As consequências da lei acabam sendo muito mais severas do que a própria pena criminal.

“A lei é completamente ineficaz para evitar o abortamento, mas é altamente eficaz para matar mulheres”, atesta Jefferson Drezett.

Procurado, o Ministério da Justiça disse que não se tratava de um assunto relativo à pasta.

“Inevitável”

De um modo geral, quem vai a julgamento são pobres que têm sangramentos após um procedimento inseguro e vão para o hospital, explica a defensora.

Ali, são denunciadas por médicos e enfermeiros que quebram o sigilo profissional previsto por lei e chamam a polícia.

“A mulher com medo de ir ao hospital é uma mulher em uma situação de risco imensa. Ela precisa ser tratada, mas não procura o médico por medo. Em termos de interesse público é um contrassenso”, diz.

“Clandestino”

“As mulheres que morrem são as que não fazem diferença para o governo. São jovens, pretas, pobres e se chamam Maria. Quem está morrendo não são nossas esposas e nossas filhas, porque essas estão tendo acesso ao aborto clandestino, mas seguro”, disse Jefferson.

As atividades do Women on Web são extremamente controversas.

Na lei brasileira, autoaborto é crime contra a vida, e a venda e a importação de misoprostol são crimes hediondos. O Conselho Federal de Medicina (CFM) não reconhece consultas de médicos estrangeiros, via internet, para habitantes brasileiros.

“Este médico deveria ser submetido ao Revalida, como os demais médicos estrangeiros que atuam no Brasil”, defende Gerson Zaffalon, secretário do CFM.

Mas, segundo Jefferson Drezett, esses profissionais salvam vidas. “Ter alguém que está comprometido em ajudar – e é evidente que, sendo médicos, eles têm essas condições – pode evitar a morte de muitas e muitas mulheres.”, disse.

“Se recorrer ao aborto para essas mulheres é inevitável, se elas têm uma história pessoal que torna impossível essa gestação, pelo menos que elas não morram.”

“Escolha segura”

De acordo com Drezett, o misoprostol é a forma mais segura de realizar um aborto.

“Hoje, nos EUA, a cada 100 mil abortos naturais, morre uma mulher.
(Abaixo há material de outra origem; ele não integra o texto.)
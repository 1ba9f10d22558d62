//! Response decompression for the hyper transport.

use async_compression::tokio::bufread::{BrotliDecoder, GzipDecoder, ZstdDecoder};
use bytes::Bytes;
use futures_util::TryStreamExt;
use http_body_util::BodyStream;
use hyper::body::Incoming;
use hyper::{HeaderMap, header, http};
use tokio::io::{AsyncBufRead, AsyncReadExt, BufReader};
use tokio_util::io::StreamReader;

use crate::common::transport::TransportError;

/// Supported `Content-Encoding` values.
#[derive(Debug, Clone, Copy, PartialEq, Eq)]
pub enum ContentEncoding {
    Identity,
    Br,
    Gzip,
    Zstd,
}

impl ContentEncoding {
    pub fn as_str(self) -> &'static str {
        match self {
            ContentEncoding::Identity => "identity",
            ContentEncoding::Br => "br",
            ContentEncoding::Gzip => "gzip",
            ContentEncoding::Zstd => "zstd",
        }
    }
}

/// Map the response `Content-Encoding` header to a [`ContentEncoding`].
///
/// Unknown or missing encodings fall back to `Identity`.
pub fn detect_encoding(headers: &HeaderMap) -> ContentEncoding {
    if let Some(val) = headers.get(header::CONTENT_ENCODING)
        && let Ok(s) = val.to_str()
    {
        let enc = s
            .split(',')
            .next()
            .map(|t| t.trim().to_ascii_lowercase())
            .unwrap_or_default();
        return match enc.as_str() {
            "br" => ContentEncoding::Br,
            "gzip" => ContentEncoding::Gzip,
            "zstd" | "zst" => ContentEncoding::Zstd,
            _ => ContentEncoding::Identity,
        };
    }
    ContentEncoding::Identity
}

/// Insert an `Accept-Encoding: br, zstd, gzip` header if not already present.
pub fn add_accept_encoding(h: &mut HeaderMap) {
    if !h.contains_key(http::header::ACCEPT_ENCODING) {
        h.insert(
            http::header::ACCEPT_ENCODING,
            http::HeaderValue::from_static("br, zstd, gzip"),
        );
    }
}

/// Stream-read a response body, decompressing on the fly, enforcing `limit`
/// on the *decompressed* size so a small compressed bomb cannot exhaust
/// memory.
pub async fn read_body_decompressed(
    body: Incoming,
    encoding: ContentEncoding,
    limit: usize,
) -> Result<Bytes, TransportError> {
    let stream = BodyStream::new(body)
        .map_ok(|frame| frame.into_data().unwrap_or_default())
        .map_err(std::io::Error::other);
    let reader = BufReader::new(StreamReader::new(stream));

    let mut reader: Box<dyn AsyncBufRead + Unpin + Send> = match encoding {
        ContentEncoding::Identity => Box::new(reader),
        ContentEncoding::Br => Box::new(BufReader::new(BrotliDecoder::new(reader))),
        ContentEncoding::Gzip => Box::new(BufReader::new(GzipDecoder::new(reader))),
        ContentEncoding::Zstd => Box::new(BufReader::new(ZstdDecoder::new(reader))),
    };

    let mut out = Vec::with_capacity(32 * 1024);
    let mut chunk = [0u8; 16 * 1024];
    loop {
        let n = reader
            .read(&mut chunk)
            .await
            .map_err(|e| TransportError::Network(format!("body read failed: {e}")))?;
        if n == 0 {
            break;
        }
        if out.len() + n > limit {
            return Err(TransportError::TooLarge { limit });
        }
        out.extend_from_slice(&chunk[..n]);
    }

    Ok(Bytes::from(out))
}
Se você utilizar o misoprostol em mulheres com gravidez abaixo de 12 semanas, o risco de morte gira em torno de 0,1 para cada 100 mil, ou seja, é 10 vezes menor”.

Segundo o médico, nas duas décadas em que coordena os abortos legais do Hospital Pérola Byington, nunca houve nenhuma morte e nenhuma complicação.

Isso porque o remédio é utilizado sob supervisão médica, nas doses adequadas. “Por isso esse processo para orientação [da Women on Web] é tão importante”, diz Jefferson.

“Essas informações técnicas não são informações ilegais. Se essa mulher for à internet, pode consultar as normas técnicas do Ministério da Saúde e o protocolo da prefeitura”.

“Então, por que um médico não pode conversar com ela ajudando essa mulher a fazer uma escolha segura?”, questiona.